◆ What needs to be done ◆
Reply only with how many lines below contain "Base".

Stored data entries
————

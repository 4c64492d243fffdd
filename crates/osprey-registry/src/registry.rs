//! ClassRegistry - declarations in, resolved classes out.
//!
//! # Storage Model
//!
//! - **Declarations**: every registered [`ClassDecl`], keyed by `TypeHash`,
//!   plus the registration order so passes iterate deterministically.
//! - **Resolved classes**: `Arc<ResolvedClass>` keyed by `TypeHash`. A
//!   subclass's fake overrides point into its supertypes' scopes, so the
//!   resolved entries are shared rather than copied.
//!
//! # Thread Safety
//!
//! The registry is populated single-threaded. Resolved classes are
//! immutable and `Send + Sync`; once a class is resolved its `Arc` may be
//! handed to other threads freely.

use std::sync::Arc;

use rustc_hash::{FxHashMap, FxHashSet};

use osprey_core::{ClassDecl, RegistrationError, ResolvedClass, TypeHash};

/// Registry of class declarations and their resolved member sets.
#[derive(Debug, Default)]
pub struct ClassRegistry {
    /// Declarations by identity.
    decls: FxHashMap<TypeHash, ClassDecl>,

    /// Identities in registration order.
    order: Vec<TypeHash>,

    /// Resolved classes by identity.
    resolved: FxHashMap<TypeHash, Arc<ResolvedClass>>,
}

impl ClassRegistry {
    /// Create a new empty registry.
    pub fn new() -> Self {
        Self::default()
    }

    // ==========================================================================
    // Registration
    // ==========================================================================

    /// Register a class declaration.
    ///
    /// Returns an error if the declaration is invalid or a class with the
    /// same qualified name already exists.
    pub fn register_class(&mut self, decl: ClassDecl) -> Result<(), RegistrationError> {
        decl.validate()?;

        if self.decls.contains_key(&decl.type_hash) {
            return Err(RegistrationError::DuplicateType(decl.name));
        }

        self.order.push(decl.type_hash);
        self.decls.insert(decl.type_hash, decl);
        Ok(())
    }

    /// Register several declarations, stopping at the first failure.
    pub fn register_all(
        &mut self,
        decls: impl IntoIterator<Item = ClassDecl>,
    ) -> Result<(), RegistrationError> {
        for decl in decls {
            self.register_class(decl)?;
        }
        Ok(())
    }

    /// Store a resolved class.
    ///
    /// The class must have been registered, and may only be resolved once.
    pub fn insert_resolved(&mut self, class: ResolvedClass) -> Result<Arc<ResolvedClass>, RegistrationError> {
        if !self.decls.contains_key(&class.type_hash) {
            return Err(RegistrationError::TypeNotFound(class.name));
        }
        if self.resolved.contains_key(&class.type_hash) {
            return Err(RegistrationError::DuplicateType(class.name));
        }

        let class = Arc::new(class);
        self.resolved.insert(class.type_hash, Arc::clone(&class));
        Ok(class)
    }

    // ==========================================================================
    // Declaration Lookup
    // ==========================================================================

    /// Get a declaration by identity.
    pub fn get(&self, hash: TypeHash) -> Option<&ClassDecl> {
        self.decls.get(&hash)
    }

    /// Get a declaration by qualified name.
    pub fn get_by_name(&self, name: &str) -> Option<&ClassDecl> {
        self.get(TypeHash::from_name(name))
    }

    /// Check if a class is registered.
    pub fn contains(&self, hash: TypeHash) -> bool {
        self.decls.contains_key(&hash)
    }

    /// Iterate over declarations in registration order.
    pub fn classes(&self) -> impl Iterator<Item = &ClassDecl> {
        self.order.iter().filter_map(|hash| self.decls.get(hash))
    }

    /// Class identities in registration order.
    pub fn class_hashes(&self) -> &[TypeHash] {
        &self.order
    }

    /// Number of registered classes.
    pub fn class_count(&self) -> usize {
        self.order.len()
    }

    // ==========================================================================
    // Resolved Lookup
    // ==========================================================================

    /// Get a resolved class by identity.
    pub fn resolved(&self, hash: TypeHash) -> Option<&Arc<ResolvedClass>> {
        self.resolved.get(&hash)
    }

    /// Get a resolved class by qualified name.
    pub fn resolved_by_name(&self, name: &str) -> Option<&Arc<ResolvedClass>> {
        self.resolved(TypeHash::from_name(name))
    }

    /// Check if a class has been resolved.
    pub fn is_resolved(&self, hash: TypeHash) -> bool {
        self.resolved.contains_key(&hash)
    }

    /// Number of resolved classes.
    pub fn resolved_count(&self) -> usize {
        self.resolved.len()
    }

    // ==========================================================================
    // Inheritance Helpers
    // ==========================================================================

    /// Every registered transitive supertype of a class, nearest first.
    ///
    /// Each ancestor appears once even when reachable through several
    /// paths. Unregistered supertypes are skipped.
    pub fn all_supertypes(&self, hash: TypeHash) -> Vec<TypeHash> {
        let mut result = Vec::new();
        let mut seen = FxHashSet::default();
        let mut frontier = vec![hash];

        while !frontier.is_empty() {
            let mut next = Vec::new();
            for current in frontier {
                let Some(decl) = self.decls.get(&current) else {
                    continue;
                };
                for supertype in decl.supertype_hashes() {
                    if self.decls.contains_key(&supertype) && seen.insert(supertype) {
                        result.push(supertype);
                        next.push(supertype);
                    }
                }
            }
            frontier = next;
        }

        result
    }
}

#[cfg(test)]
mod tests {
    use super::*;
    use osprey_core::{DataType, Modality, Signature};

    fn f_sig() -> Signature {
        Signature::returning(DataType::unit())
    }

    #[test]
    fn new_registry_is_empty() {
        let registry = ClassRegistry::new();
        assert_eq!(registry.class_count(), 0);
        assert_eq!(registry.resolved_count(), 0);
    }

    #[test]
    fn register_and_lookup() {
        let mut registry = ClassRegistry::new();
        registry
            .register_class(ClassDecl::class("Base").with_function("f", f_sig(), Modality::Open))
            .unwrap();

        let decl = registry.get_by_name("Base").unwrap();
        assert_eq!(decl.members.len(), 1);
        assert!(registry.contains(TypeHash::from_name("Base")));
        assert!(registry.get_by_name("Missing").is_none());
    }

    #[test]
    fn register_duplicate_fails() {
        let mut registry = ClassRegistry::new();
        registry.register_class(ClassDecl::class("Base")).unwrap();

        let result = registry.register_class(ClassDecl::class("Base"));
        assert_eq!(result, Err(RegistrationError::DuplicateType("Base".to_string())));
    }

    #[test]
    fn register_invalid_declaration_fails() {
        let mut registry = ClassRegistry::new();
        let decl = ClassDecl::class("Base")
            .with_function("f", f_sig(), Modality::Open)
            .with_function("f", f_sig(), Modality::Final);

        assert!(matches!(
            registry.register_class(decl),
            Err(RegistrationError::DuplicateMember { .. })
        ));
        assert_eq!(registry.class_count(), 0);
    }

    #[test]
    fn classes_iterate_in_registration_order() {
        let mut registry = ClassRegistry::new();
        registry
            .register_all(["Zeta", "Alpha", "Mid"].map(|name| ClassDecl::class(name)))
            .unwrap();

        let names: Vec<&str> = registry.classes().map(|c| c.name.as_str()).collect();
        assert_eq!(names, vec!["Zeta", "Alpha", "Mid"]);
    }

    #[test]
    fn insert_resolved_requires_registration() {
        let mut registry = ClassRegistry::new();
        let decl = ClassDecl::class("Base");
        let resolved = ResolvedClass::new(&decl, Vec::new());

        assert!(matches!(
            registry.insert_resolved(resolved.clone()),
            Err(RegistrationError::TypeNotFound(_))
        ));

        registry.register_class(decl).unwrap();
        let shared = registry.insert_resolved(resolved.clone()).unwrap();
        assert!(Arc::ptr_eq(&shared, registry.resolved_by_name("Base").unwrap()));
        assert!(matches!(
            registry.insert_resolved(resolved),
            Err(RegistrationError::DuplicateType(_))
        ));
    }

    #[test]
    fn all_supertypes_visits_diamond_once() {
        let mut registry = ClassRegistry::new();
        registry
            .register_all([
                ClassDecl::class("B"),
                ClassDecl::class("C1").with_supertype("B"),
                ClassDecl::class("C2").with_supertype("B"),
                ClassDecl::class("D").with_supertype("C1").with_supertype("C2"),
            ])
            .unwrap();

        let ancestors = registry.all_supertypes(TypeHash::from_name("D"));
        assert_eq!(
            ancestors,
            vec![
                TypeHash::from_name("C1"),
                TypeHash::from_name("C2"),
                TypeHash::from_name("B"),
            ]
        );
    }
}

————

◆ Exercise output ◆
9